/fass

This simple server enables scraping of website with dynamic content.

Primary LanguagePythonMIT LicenseMIT

FASS - FastAPI - Selenium - Scraper

Latest Tag Build Status License Docker Pulls Docker Image Size

This simple server enables scraping of website with dynamic content. It exposes the parser via rest API: http://localhost:8000/parse and accepts POST in the form of, e.g.

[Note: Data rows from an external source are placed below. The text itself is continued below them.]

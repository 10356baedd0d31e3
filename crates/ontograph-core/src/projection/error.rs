//! Projection driver error types.

use thiserror::Error;

use super::config::RECOGNIZED_OPTIONS;

/// Caller errors at the projection driver boundary.
///
/// Both are raised before any axiom is visited.
#[derive(Debug, Clone, PartialEq, Eq, Error)]
pub enum ProjectionError {
    /// No strategy is registered under this name.
    #[error("Unknown projection strategy: {0}")]
    UnknownStrategy(String),

    /// An option has the wrong type or is not recognized.
    #[error("{message}")]
    InvalidConfiguration { parameter: String, message: String },
}

impl ProjectionError {
    pub fn type_mismatch(parameter: &str, expected: &str) -> Self {
        ProjectionError::InvalidConfiguration {
            parameter: parameter.to_string(),
            message: format!(
                "Optional parameter {} must be of type {}",
                parameter, expected
            ),
        }
    }

    pub fn unrecognized(parameter: &str) -> Self {
        ProjectionError::InvalidConfiguration {
            parameter: parameter.to_string(),
            message: format!(
                "Unknown parameter {}; recognized parameters are {}",
                parameter,
                RECOGNIZED_OPTIONS.join(", ")
            ),
        }
    }
}
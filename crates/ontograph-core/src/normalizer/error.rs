//! Normal-form file error types.

use std::path::PathBuf;
use thiserror::Error;

/// Errors reading or writing normal-form files.
#[derive(Debug, Error)]
pub enum NormalFormError {
    #[error("IO error at {}: {source}", path.display())]
    Io {
        path: PathBuf,
        #[source]
        source: std::io::Error,
    },
}

impl NormalFormError {
    pub fn io(path: impl Into<PathBuf>, source: std::io::Error) -> Self {
        NormalFormError::Io {
            path: path.into(),
            source,
        }
    }
}
//! The projector trait implemented by every strategy.

use crate::ontology::OntologyStore;

use super::config::ProjectionConfig;
use super::output::ProjectionOutput;

/// A strategy that turns an ontology's axioms into graph edges.
///
/// Projectors hold no state. They read axioms in their native nested form
/// (not normal forms) and decide which shapes they recognize. Axioms they
/// do not recognize are skipped without error.
///
/// # Example Implementation
///
/// ```ignore
/// impl Projector for TaxonomyProjector {
///     fn project(&self, ontology: &dyn OntologyStore, config: &ProjectionConfig) -> ProjectionOutput {
///         let mut sink = EdgeSink::new(config.bidirectional_taxonomy);
///         // Walk subsumptions and emit edges...
///         sink.finish()
///     }
///
///     fn strategy_name(&self) -> &'static str { "taxonomy" }
/// }
/// ```
pub trait Projector: Send + Sync {
    /// Walk every axiom of `ontology` (import closure included).
    fn project(&self, ontology: &dyn OntologyStore, config: &ProjectionConfig)
        -> ProjectionOutput;

    /// Canonical registry name.
    fn strategy_name(&self) -> &'static str;

    /// Further names this strategy is registered under.
    fn aliases(&self) -> &[&'static str] {
        &[]
    }

    /// One-line summary for listings.
    fn description(&self) -> &'static str {
        ""
    }
}
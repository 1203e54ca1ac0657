use bevy::prelude::*;

use super::components::*;
use super::events::DefeatMessage;
use crate::config::tuning::Tuning;

/// PhysicsSet: gravity + damping, velocity → translation, angular
/// velocity → rotation. This is the integrator step the rest of the
/// tick builds on.
pub fn integrate_bodies(
    tuning: Res<Tuning>,
    mut query: Query<(&mut Transform, &mut Velocity, &mut AngularVelocity), With<Top>>,
) {
    let dt = tuning.dt;
    for (mut transform, mut velocity, mut angular) in &mut query {
        velocity.0.y -= tuning.gravity * dt;
        velocity.0 *= 1.0 / (1.0 + tuning.linear_damping * dt);
        angular.0 *= 1.0 / (1.0 + tuning.angular_damping * dt);

        transform.translation += velocity.0 * dt;
        if angular.0.length_squared() > 1e-10 {
            transform.rotation = (Quat::from_scaled_axis(angular.0 * dt) * transform.rotation)
                .normalize();
        }
    }
}

/// PhysicsSet: gyroscopic resistance proportional to spin energy.
/// A stopped top gets no gyroscopic help.
pub fn apply_gyroscopic_torque(
    tuning: Res<Tuning>,
    mut query: Query<(&SpinRpm, &mut AngularVelocity), With<Top>>,
) {
    let dt = tuning.dt;
    for (rpm, mut angular) in &mut query {
        if !rpm.0.is_spinning() {
            continue;
        }
        let angular_momentum = Vec3::Y * rpm.0.0;
        let mut torque = angular.0.cross(angular_momentum) * tuning.gyro_force * 0.01;
        // Never fight the spin axis itself.
        torque.y = 0.0;
        angular.0 += torque * dt;
    }
}

/// PhysicsSet: corrective torque once tilt exceeds the deadband, scaled
/// by how far past the threshold the body leans. Intentional tilts from
/// collisions inside the deadband are left alone.
pub fn apply_tilt_correction(
    tuning: Res<Tuning>,
    mut query: Query<(&Transform, &mut AngularVelocity), With<Top>>,
) {
    let dt = tuning.dt;
    for (transform, mut angular) in &mut query {
        let up = transform.rotation * Vec3::Y;
        let tilt_degrees = up.angle_between(Vec3::Y).to_degrees();
        if tilt_degrees <= tuning.max_tilt_degrees {
            continue;
        }

        let mut axis = up.cross(Vec3::Y);
        axis.y = 0.0;
        if axis.length_squared() < 1e-10 {
            continue;
        }

        let excess = (tilt_degrees - tuning.max_tilt_degrees).to_radians();
        let torque =
            axis.normalize() * (excess * tuning.stabilization_force * tuning.stabilization_smoothing);
        angular.0 += torque * dt;
    }
}

/// PhysicsSet: natural spin drain. Crossing zero defeats the body.
pub fn spin_decay(
    tuning: Res<Tuning>,
    mut query: Query<
        (
            Entity,
            &TopProfile,
            &mut SpinRpm,
            &mut TopState,
            &mut Velocity,
            &mut AngularVelocity,
            &mut SpeedCap,
        ),
        With<Top>,
    >,
    mut defeats: MessageWriter<DefeatMessage>,
) {
    let dt = tuning.dt;
    for (entity, profile, mut rpm, mut state, mut velocity, mut angular, mut cap) in &mut query {
        if *state == TopState::Defeated {
            continue;
        }
        rpm.0 = rpm.0.sub_clamped(profile.0.rpm_decay_rate * dt);
        if !rpm.0.is_spinning()
            && apply_defeat(&mut state, &mut rpm, &mut velocity, &mut angular, &mut cap)
        {
            info!("top {entity} spun out");
            defeats.write(DefeatMessage { body: entity });
        }
    }
}

/// PhysicsSet: blend the display-side spin speed toward actual rpm.
pub fn smooth_visual_spin(
    tuning: Res<Tuning>,
    mut query: Query<(&SpinRpm, &mut VisualSpin), With<Top>>,
) {
    let blend = (tuning.dt * tuning.visual_spin_smoothing).min(1.0);
    for (rpm, mut visual) in &mut query {
        visual.0 += (rpm.0.0 - visual.0) * blend;
    }
}

/// PhysicsSet: blend over-cap horizontal velocity back under the
/// ceiling. Vertical velocity is never touched.
pub fn limit_speed(
    tuning: Res<Tuning>,
    mut query: Query<(&mut Velocity, &SpeedCap, &TopProfile), With<Top>>,
) {
    let dt = tuning.dt;
    for (mut velocity, cap, profile) in &mut query {
        let horizontal = Vec3::new(velocity.0.x, 0.0, velocity.0.z);
        let speed = horizontal.length();
        if speed <= cap.current {
            continue;
        }

        let capped = if cap.current > 0.0 {
            horizontal * (cap.current / speed)
        } else {
            Vec3::ZERO
        };
        let target = Vec3::new(capped.x, velocity.0.y, capped.z);
        let blend = (dt * profile.0.speed_caps().decay).min(1.0);
        velocity.0 = velocity.0.lerp(target, blend);
    }
}

/// PhysicsSet: countdown timers for speed boosts, mass bumps,
/// invulnerability, and attack recovery.
pub fn tick_effect_timers(
    tuning: Res<Tuning>,
    mut query: Query<
        (
            &mut SpeedCap,
            &mut MassBump,
            &mut BodyMass,
            &mut Invulnerability,
            &mut AttackRecovery,
            &mut TopState,
        ),
        With<Top>,
    >,
) {
    let dt = tuning.dt;
    for (mut cap, mut bump, mut mass, mut invuln, mut recovery, mut state) in &mut query {
        cap.tick(dt);
        bump.tick(&mut mass, dt);
        invuln.remaining = invuln.remaining.dec(dt);

        if *state == TopState::Attacking {
            recovery.0 = recovery.0.dec(dt);
            if recovery.0.is_expired() {
                *state = TopState::Active;
            }
        }
    }
}

/// PhysicsSet: gradual attack-charge recovery up to the profile cap.
pub fn recover_charges(
    tuning: Res<Tuning>,
    mut query: Query<(&mut AttackCharges, &TopProfile, &TopState), With<Top>>,
) {
    let dt = tuning.dt;
    for (mut charges, profile, state) in &mut query {
        if *state == TopState::Defeated {
            continue;
        }
        let max = profile.0.max_attack_charges as f32;
        charges.current = (charges.current + dt / profile.0.charge_recovery_time).min(max);
    }
}

/// PhysicsSet: tick contact rate-limit windows.
pub fn tick_contact_cooldowns(
    tuning: Res<Tuning>,
    mut query: Query<&mut ContactCooldowns, With<Top>>,
) {
    let dt = tuning.dt;
    for mut tracker in &mut query {
        tracker.tick(dt);
    }
}
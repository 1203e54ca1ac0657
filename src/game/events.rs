use bevy::prelude::*;

/// Top–top contact (separate message type to keep detection and
/// resolution decoupled). Consumed by the resolver the same tick.
#[derive(Message, Debug, Clone)]
pub struct ContactMessage {
    pub a: Entity,
    pub b: Entity,
    pub point: Vec3,
    pub normal: Vec3,
    pub relative_velocity: Vec3,
}

/// Resolved collision outcome for visual/audio collaborators.
#[derive(Message, Debug, Clone)]
pub struct ImpactMessage {
    pub a: Entity,
    pub b: Entity,
    pub point: Vec3,
    pub intensity: f32,
}

/// A body ran out of spin energy or was knocked out. Fired exactly once
/// per body.
#[derive(Message, Debug, Clone)]
pub struct DefeatMessage {
    pub body: Entity,
}

#[derive(Message, Debug, Clone)]
pub struct AttackMessage {
    pub body: Entity,
    pub charge: f32,
}

#[derive(Message, Debug, Clone)]
pub struct DashMessage {
    pub body: Entity,
}

#[derive(Message, Debug, Clone)]
pub struct SpecialMessage {
    pub body: Entity,
}

/// A body bounced off the ring wall.
#[derive(Message, Debug, Clone)]
pub struct BoundaryHitMessage {
    pub body: Entity,
    pub position: Vec3,
}

/// A body fell below the knockout plane. Always paired with a
/// DefeatMessage for the same body.
#[derive(Message, Debug, Clone)]
pub struct KnockoutMessage {
    pub body: Entity,
}

/// External request to end the match immediately with no winner.
#[derive(Message, Debug, Clone)]
pub struct AbortMessage;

curl -X POST "http://localhost:8000/parse/" -H "Content-Type: application/json" -d '[
            {
                "url": "https://github.com/pymzml/pymzML/",
                "name": "Github stars",
                "delay": "1",
                "patterns": [
                    {
                        "name": "Star Counter",
                        "regex": "Counter js-social-count\\\">(?P<Stars>[0-9]*)</span>"
                    }
                ]
            }
        ]'

the payload contains a list of websites to scrape, each containing the url a name, delay in seconds and patterns. The two first kwargs are self explenatory, the delay parameters defines how many seconds the selenium driver should wait until the page is scraped. The pattern represent a list of entities to extract from the page, defined by Python regex expression and a name which will be used in the returned json.

The example above return:

{
    "name":"Github stars",
    "all_fields_matched":true,
    "Star Counter":["154"]
}

Please note that the matched values are always a list since we match all occurences on page. If multiple Python regex groups are defined, the returned list will contain tuples.

Installation

From source

Clone this repo and

docker build -t fass_app .

From Docker hub

docker pull zerealfu/fass:latest

Running the service

docker run -d -p 8000:8000 fass_app

then execute the curl for example:

curl -X POST "http://localhost:8000/parse/" -H "Content-Type: application/json" -d '[
            {
                "url": "https://github.com/pymzml/pymzML/",
                "name": "Github stars",
                "delay": "1",
                "patterns": [
                    {
                        "name": "Star Counter",
                        "regex": "Counter js-social-count\\\">(?P<Stars>[0-9]*)</span>"
                    }
                ]
            }
        ]'

Have fun :)